Speaker
Description
ITER Japan domestic agency (JADA) procures five diagnostics for the ITER project; micro fission chamber (MFC), edge Thomson scattering diagnostics (ETS), poloidal polarimeter (PoPola), divertor impurity monitor (DIM) and divertor infrared thermography (IRTh). JADA has designed each individual diagnostic system taking into account the following: (1) high radiation heat (<1 MW/m2) and high nuclear heat (<10 MW/m3) from the plasma, (2) high acceleration load due to plasma disruptions, (3) effects of neutron and gamma irradiation on optical and electronic devices, (4) minimization of shutdown dose rate (ALARA (as low as reasonably achievable) principle to minimize exposure to humans), (5) containment of activated pressurized cooling water (application of nuclear pressure vessel regulations), (6) ensuring tritium confinement boundaries are maintained in case of accidents such as earthquakes or fires (e.g., vacuum windows and vacuum electrical feedthroughs), (7) structural designs that are based on nuclear safety standards, (8) position alignment, calibration, and maintenance methods that can be implemented in a radiation environment. This overview reports part of solutions and technologies that JADA developed for solving the issues.
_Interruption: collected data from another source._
/// Program learning outcomes for the environmental management curriculum.
/// Weights sum to 100; topic lists drive the CLO-to-PLO relation heuristic.
pub const PLOS: &[ProgramLearningOutcome] = &[
    ProgramLearningOutcome {
        code: "PLO1",
        description: "ประยุกต์ใช้เทคโนโลยีและนวัตกรรมเพื่อการจัดการสิ่งแวดล้อมร่วมกับชุมชนอย่างยั่งยืน",
        weight: 35.0,
        topics: &[
            "เทคโนโลยี",
            "นวัตกรรม",
            "GIS",
            "ภูมิสารสนเทศ",
            "ยั่งยืน",
            "ชุมชน",
            "สิ่งแวดล้อม",
            "technology",
            "sustainable",
        ],
    },
    ProgramLearningOutcome {
        code: "PLO2",
        description: "วิจัยและบูรณาการองค์ความรู้ข้ามศาสตร์เพื่อวิเคราะห์และแก้ไขปัญหาสิ่งแวดล้อม",
        weight: 35.0,
        topics: &[
            "วิจัย",
            "วิเคราะห์",
            "บูรณาการ",
            "ข้อมูล",
            "ประเมิน",
            "สถิติ",
            "research",
        ],
    },
    ProgramLearningOutcome {
        code: "PLO3",
        description: "สื่อสารและถ่ายทอดองค์ความรู้ด้านสิ่งแวดล้อมสู่สังคมได้อย่างมีประสิทธิภาพ",
        weight: 30.0,
        topics: &[
            "นำเสนอ",
            "อธิบาย",
            "สื่อสาร",
            "ถ่ายทอด",
            "เผยแพร่",
            "สัมมนา",
            "communication",
        ],
    },
];

/// Year learning outcomes, tagged with the cognitive level used as a
/// roll-up multiplier.
pub const YLOS: &[YearLearningOutcome] = &[
    YearLearningOutcome {
        code: "YLO1.1",
        description: "อธิบายหลักการและทฤษฎีพื้นฐานของการจัดการสิ่งแวดล้อม",
        year: "ปีที่ 1",
        level: CognitiveLevel::Understanding,
        related_plos: &["PLO1", "PLO2"],
    },
    YearLearningOutcome {
        code: "YLO1.2",
        description: "อธิบายระเบียบวิธีวิจัยและหลักการวิเคราะห์ข้อมูลสิ่งแวดล้อม",
        year: "ปีที่ 1",
        level: CognitiveLevel::Understanding,
        related_plos: &["PLO2"],
    },
    YearLearningOutcome {
        code: "YLO1.3",
        description: "ประยุกต์ใช้เทคโนโลยีภูมิสารสนเทศในงานด้านสิ่งแวดล้อม",
        year: "ปีที่ 1",
        level: CognitiveLevel::Applying,
        related_plos: &["PLO1"],
    },
    YearLearningOutcome {
        code: "YLO2.1",
        description: "ประยุกต์องค์ความรู้เพื่อแก้ไขปัญหาสิ่งแวดล้อมในพื้นที่จริงร่วมกับชุมชน",
        year: "ปีที่ 2",
        level: CognitiveLevel::Applying,
        related_plos: &["PLO1", "PLO2"],
    },
    YearLearningOutcome {
        code: "YLO2.2",
        description: "ประเมินและวิพากษ์งานวิจัยด้านการจัดการสิ่งแวดล้อมอย่างมีวิจารณญาณ",
        year: "ปีที่ 2",
        level: CognitiveLevel::Evaluating,
        related_plos: &["PLO2"],
    },
    YearLearningOutcome {
        code: "YLO2.3",
        description: "ประเมินผลกระทบสิ่งแวดล้อมและสื่อสารผลต่อผู้มีส่วนได้ส่วนเสีย",
        year: "ปีที่ 2",
        level: CognitiveLevel::Evaluating,
        related_plos: &["PLO2", "PLO3"],
    },
    YearLearningOutcome {
        code: "YLO2.4",
        description: "สร้างสรรค์งานวิจัยหรือนวัตกรรมเพื่อการจัดการสิ่งแวดล้อมอย่างยั่งยืน",
        year: "ปีที่ 2",
        level: CognitiveLevel::Creating,
        related_plos: &["PLO1", "PLO2", "PLO3"],
    },
];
ETS injects high power laser (>5 J) into the plasma with repetition rate of 100 Hz. The injected laser is absorbed by a beam dump that is installed into a first wall panel. The number of pulses on the beam dump will be on the order of 109. The beam dump is made of molybdenum alloy and is designed to withstand high heat loads. To reduce the risk of laser damage, the special internal structure called as Chevron has been developed for the beam dump [1]. It has been experimentally shown that a laser-induced damage threshold of this structure is higher than that of a conventional beam dump [2], and the manufacturability has been also demonstrated [3].
PoPola injects far-infrared laser beams to plasma. Since a vacuum window is the first confinement barrier, the size needs to be as small as reasonably possible. It means that the clear aperture size is not large enough comparing to the laser beam size and the laser beam needs to pass through the center of the vacuum window to avoid laser power loss. JADA developed a new laser beam alignment method that can be automated in the radiation environment [4]. The positions of the vacuum windows are identified by using visible laser beam and multiple small retroreflectors that are attached around the vacuum windows. In addition, by using the retroreflectors around the vacuum windows, the automated alignment system learns a special mirror control that can change the laser beam angle without any change of beam position at the vacuum window. Results of the prototyping test show that the beam position displacement at the vacuum window was 2.0 mm or less when the laser beam was tilted within ± 1 mrad for the sake of searching the target inside the vacuum vessel. The alignment error above leads to the laser power loss of 4 % owing to shading at the VW and is acceptable.
IRTh identifies temperature distribution of tungsten divertor surface. One of measurement requirements is the wide temperature range of 200 oC to 3,600 oC with 10 % accuracy. Conventional two-colour thermography identifies temperature from the ratio of the two spectral radiance, and the choice of the two wavelength (λ) has impact on the measurement accuracy. When applying the conventional method to IRTh, two wavelengths are not enough to cover all the required temperature range with 10 % accuracy. To resolve this issue, JADA developed dual two colour method [5], which uses both one single bandpass filter (λ=4.5 μm) and one dual bandpass filter (λ=1.5 and 3 μm). This new method can achieve temperature measurement with higher accuracy than conventional method.
Further solutions and technologies developed for ITER will be presented in this talk.
[1] E. Yatsuka et al., Rev. Sci. Instrum. 84, 103503 (2013)
[2] E. Yatsuka et al., Fusion Engineering and Design 100 (2015) 461–467
[3] E. Yatsuka et al., Fusion Engineering and Design 136 (2018) 1068–1072
[4] R. Imazawa et al., in the proceedings of 27th Fusion Energy Conference, FIP/P1-14, India (2018)
[5] T. Ushiki et al., in the proc. of 37th annual meeting of JSPF, 2P83 (2020). To be submitted to RSI.